Tuesday, November 17, 2015

IBM's TrueNorth Rat Brain

Pretty cool hardware!

Written by Mike James   
Wednesday, 30 September 2015
IBM's TrueNorth project has reached a new stage - enough neurons to be comparable to a rat brain. Is this the future of AI?
The obvious answer is "yes", but the TrueNorth project is a more subtle proposition than you might think. All of the big breakthroughs in what neural networks can do that you have been reading about are based on a simple model of an artificial neuron. The inputs to the neuron are continuous and they sum up the inputs using a set of weights that represent what it has learned and outputs a simple function of those inputs.
IBM's TrueNorth chip isn't quite like this - it is a spiking neural network where the activation is proportional to the rate of impulses a neuron generates and receives. This sort of network is claimed to be closer to the way a biological neuron works but much less is known about its properties and it is much harder to work with. 
In fact, its use is something of an indication that perhaps the work is a bit too close to biology and is invoking magic rather than science. In this case, however, despite the hype and the use of biological terms such as white matter and grey matter, there does seem to be something worthwhile going on. 
The TrueNorth chip has 64x64 cores consisting of 256 "neurons" connected by a binary crossbar array. The output of any neuron can be connected to the input of any other and this is an analog of the short range connections in the cortex. Long range connections are made between chips on a point-by-point basis rather than a crossbar array. 

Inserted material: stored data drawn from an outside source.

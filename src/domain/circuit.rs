use std::collections::HashMap;

use serde::{Deserialize, Serialize};

/// Output of the spectral pre-judgment step (spec.md §4.4 step 1).
#[derive(Debug, Clone, Copy, Serialize, Deserialize, PartialEq, Eq)]
#[serde(rename_all = "lowercase")]
pub enum MusicalityLevel {
    None,
    Light,
    Heavy,
}

/// Separation tier, ordered `none < weak < strong < fallback` — escalation
/// is a non-decreasing walk over this chain (spec.md §8, GLOSSARY).
#[derive(Debug, Clone, Copy, Serialize, Deserialize, PartialEq, Eq, PartialOrd, Ord)]
#[serde(rename_all = "lowercase")]
pub enum SeparationTier {
    None,
    Weak,
    Strong,
    Fallback,
}

impl SeparationTier {
    pub fn escalate(self) -> Option<SeparationTier> {
        match self {
            SeparationTier::None => Some(SeparationTier::Weak),
            SeparationTier::Weak => Some(SeparationTier::Strong),
            SeparationTier::Strong => Some(SeparationTier::Fallback),
            SeparationTier::Fallback => None,
        }
    }
}

/// One entry in the ordered history of model/tier changes for a job.
#[derive(Debug, Clone, Serialize, Deserialize, PartialEq)]
#[serde(rename_all = "camelCase")]
pub struct ModelChangeEntry {
    pub segment_index: u32,
    pub from_tier: SeparationTier,
    pub to_tier: SeparationTier,
    pub reason: String,
}

/// Per-job circuit-breaker bookkeeping (spec.md §3 "Circuit State").
#[derive(Debug, Clone, Serialize, Deserialize, Default)]
#[serde(rename_all = "camelCase")]
pub struct CircuitState {
    pub consecutive_low_confidence: u32,
    pub total_processed: u32,
    pub total_retries: u32,
    pub escalation_count: u32,
    pub applied_tiers: HashMap<u32, SeparationTier>,
    pub history: Vec<ModelChangeEntry>,
    pub broken: bool,
}

impl CircuitState {
    pub fn retry_ratio(&self) -> f64 {
        if self.total_processed == 0 {
            0.0
        } else {
            self.total_retries as f64 / self.total_processed as f64
        }
    }

    /// Trips when `consecutive >= consecutive_threshold` or
    /// `ratio >= ratio_threshold` after at least `min_processed` segments
    /// (spec.md §4.4 step 5, default thresholds 3 / 0.2 / 5).
    pub fn should_break(&self, consecutive_threshold: u32, ratio_threshold: f64, min_processed: u32) -> bool {
        if self.total_processed < min_processed {
            return false;
        }
        self.consecutive_low_confidence >= consecutive_threshold || self.retry_ratio() >= ratio_threshold
    }
}

/// The per-segment decision emitted by the confidence gate (spec.md §3 "Fuse Decision").
#[derive(Debug, Clone, Serialize, Deserialize, PartialEq)]
#[serde(tag = "kind", rename_all = "snake_case")]
pub enum FuseDecision {
    Accept { rationale: String },
    UpgradeSeparation { rationale: String, next_tier: SeparationTier },
    RecognizerRetry { rationale: String },
}

#[cfg(test)]
mod tests {
    use super::*;

    #[test]
    fn escalation_chain_is_non_decreasing() {
        assert_eq!(SeparationTier::None.escalate(), Some(SeparationTier::Weak));
        assert_eq!(SeparationTier::Weak.escalate(), Some(SeparationTier::Strong));
        assert_eq!(SeparationTier::Strong.escalate(), Some(SeparationTier::Fallback));
        assert_eq!(SeparationTier::Fallback.escalate(), None);
        assert!(SeparationTier::None < SeparationTier::Weak);
        assert!(SeparationTier::Weak < SeparationTier::Strong);
        assert!(SeparationTier::Strong < SeparationTier::Fallback);
    }

    #[test]
    fn circuit_breaks_on_consecutive_threshold() {
        let mut state = CircuitState::default();
        state.total_processed = 5;
        state.consecutive_low_confidence = 3;
        assert!(state.should_break(3, 0.2, 5));
    }

    #[test]
    fn circuit_does_not_break_before_min_processed() {
        let mut state = CircuitState::default();
        state.total_processed = 2;
        state.consecutive_low_confidence = 10;
        assert!(!state.should_break(3, 0.2, 5));
    }

    #[test]
    fn circuit_breaks_on_ratio_threshold() {
        let mut state = CircuitState::default();
        state.total_processed = 10;
        state.total_retries = 3;
        assert!(state.should_break(99, 0.2, 5));
    }
}
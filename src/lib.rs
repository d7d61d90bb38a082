//! subcontrol: job orchestration and streaming control plane for a subtitle
//! pipeline. See `DESIGN.md` for the grounding ledger behind each module.

pub mod backends;
pub mod circuit_engine;
pub mod config;
pub mod domain;
pub mod engine;
pub mod error;
pub mod events;
pub mod http;
pub mod logging;
pub mod media_supervisor;
pub mod models;
pub mod persistence;
pub mod pipeline;
pub mod queue;
pub mod shutdown;
pub mod srt;
pub mod sync_ext;
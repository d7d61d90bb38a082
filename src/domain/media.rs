use std::collections::HashMap;

use serde::{Deserialize, Serialize};

/// Derived media artifact kinds a job may produce (spec.md §3 "Media Artifacts",
/// §4.7 priority order).
#[derive(Debug, Clone, Copy, Serialize, Deserialize, PartialEq, Eq, Hash)]
#[serde(rename_all = "snake_case")]
pub enum ArtifactKind {
    Source,
    AudioWav,
    Peaks,
    PreviewProxy360p,
    Thumbnails,
    Proxy720p,
}

impl ArtifactKind {
    /// Generation priority order (spec.md §4.7).
    pub const GENERATION_ORDER: [ArtifactKind; 5] = [
        ArtifactKind::AudioWav,
        ArtifactKind::Peaks,
        ArtifactKind::PreviewProxy360p,
        ArtifactKind::Thumbnails,
        ArtifactKind::Proxy720p,
    ];
}

#[derive(Debug, Clone, Serialize, Deserialize, PartialEq, Default)]
#[serde(rename_all = "camelCase")]
pub struct ArtifactState {
    pub exists: bool,
    pub generating: bool,
    pub progress: f64,
    pub last_error: Option<String>,
}

impl ArtifactState {
    pub fn ready() -> Self {
        ArtifactState { exists: true, generating: false, progress: 100.0, last_error: None }
    }
}

#[derive(Debug, Clone, Serialize, Deserialize, Default)]
#[serde(rename_all = "camelCase")]
pub struct MediaArtifacts {
    pub states: HashMap<ArtifactKind, ArtifactState>,
}

impl MediaArtifacts {
    pub fn state(&self, kind: ArtifactKind) -> ArtifactState {
        self.states.get(&kind).cloned().unwrap_or_default()
    }

    pub fn set_state(&mut self, kind: ArtifactKind, state: ArtifactState) {
        self.states.insert(kind, state);
    }

    /// Highest-tier ready artifact, fallback order `720p -> 360p -> source`
    /// (spec.md §4.7 `best_available_url`).
    pub fn best_available(&self) -> ArtifactKind {
        for kind in [ArtifactKind::Proxy720p, ArtifactKind::PreviewProxy360p, ArtifactKind::Source] {
            if self.state(kind).exists {
                return kind;
            }
        }
        ArtifactKind::Source
    }
}

#[cfg(test)]
mod tests {
    use super::*;

    #[test]
    fn best_available_falls_back_to_source_when_nothing_ready() {
        let artifacts = MediaArtifacts::default();
        assert_eq!(artifacts.best_available(), ArtifactKind::Source);
    }

    #[test]
    fn best_available_prefers_720p_over_360p() {
        let mut artifacts = MediaArtifacts::default();
        artifacts.set_state(ArtifactKind::PreviewProxy360p, ArtifactState::ready());
        artifacts.set_state(ArtifactKind::Proxy720p, ArtifactState::ready());
        assert_eq!(artifacts.best_available(), ArtifactKind::Proxy720p);
    }

    #[test]
    fn best_available_uses_360p_before_720p_is_ready() {
        let mut artifacts = MediaArtifacts::default();
        artifacts.set_state(ArtifactKind::PreviewProxy360p, ArtifactState::ready());
        assert_eq!(artifacts.best_available(), ArtifactKind::PreviewProxy360p);
    }
}
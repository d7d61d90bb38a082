use std::sync::Arc;

use crate::config::Config;
use crate::events::EventBus;
use crate::media_supervisor::MediaSupervisor;
use crate::models::ModelSupervisor;
use crate::persistence::CheckpointStore;
use crate::queue::JobQueue;
use crate::shutdown::ShutdownSupervisor;

/// Shared handle set every handler closes over (spec.md §4.8). Cloning is
/// cheap — every field is already an `Arc`.
#[derive(Clone)]
pub struct AppState {
    pub config: Arc<Config>,
    pub queue: Arc<JobQueue>,
    pub events: Arc<EventBus>,
    pub checkpoints: Arc<CheckpointStore>,
    pub media: Arc<MediaSupervisor>,
    pub models: Arc<ModelSupervisor>,
    pub shutdown: Arc<ShutdownSupervisor>,
}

The programmability comes from being able to control which neuron is connected to which neuron using the binary crossbar. Activity is synchronous with a 1ms time step and a neuron either fires or it doesn't in each time step. The initial state of the neuron and its threshold can be programmed. The neuron activation decays with time and there is a random number generator which can introduce some randomness. The output spikes are stored in a buffer and subject to a programmable delay to simulate the propagation time in a real neural network.
Long distance connections between cores are made by a routing system. When a neuron on a core spikes, it looks up an address which then used to route a signal to the destination core where it finally reaches the intended target neuron via the crossbar.  
Thus each TrueNorth chip has 1 million neurons and  256 million synapses.
The real question is how to put this to work?

To help answer the question, 48 TrueNorth chips have been assembled into a larger "brain" consisting of 48 million neurons - roughly the number that you would find packed into the brain of a rodent - for a recent boot camp designed to get people using the new approach.
The big problem is that the learning algorithms used in "deep learning" are not directly applicable to a spiking network because they involve the use of the gradient of neuron's output by its input weights. In the case of a spiking network it is difficult to see what the gradient corresponds to and in this particular case there are no weights only binary connections and a threshold. However, judging by the reports from the bootcamp it seems that progress has been made. There are learning algorithms for spiking neural nets based on the timing of the spikes - Spike Dependent Plasticity for example - but it isn't clear if the TrueNorth architecture is suitable for these approaches. 
The one account we have from the bootcamp outlines how the network was used for language processing:

  • The first task is sentiment analysis on TrueNorth, that is, predicting the "happiness" associated with the given words. Our system, called "TrueHappiness", uses a fully-connected feedfoward neural network which is trained using backpropagation, and that is converted to a TrueNorth compatible network after the training finished.
  • The second task is question classification, where we identify what kind of answer the user is looking for in a given question. Similarly to the design of TrueHappiness, we start by using deep learning techniques, that is, we train a recurrent neural network using backpropagation and convert it afterwards to a spiking neural network suitable for TrueNorth.

In both cases the problem of training the network has been avoided by training a "traditional" neural network and then transferring the learned weights to a TrueNorth network. 
This is both good news and bad news. 
As it stands TrueNorth is clearly capable of implementing what has been learned from a deep neural network and it can do it fast and with low power consumption. What it cannot seem to do is learn on the job. Once TrueNorth is set up it simply implements the learned model and has no plasticity of its own. 
Clearly this is a step in the right direction but not a big enough one just yet. 
IBM have built a rat brain that seems to be destined to repeat its mistakes rather than learning from its history.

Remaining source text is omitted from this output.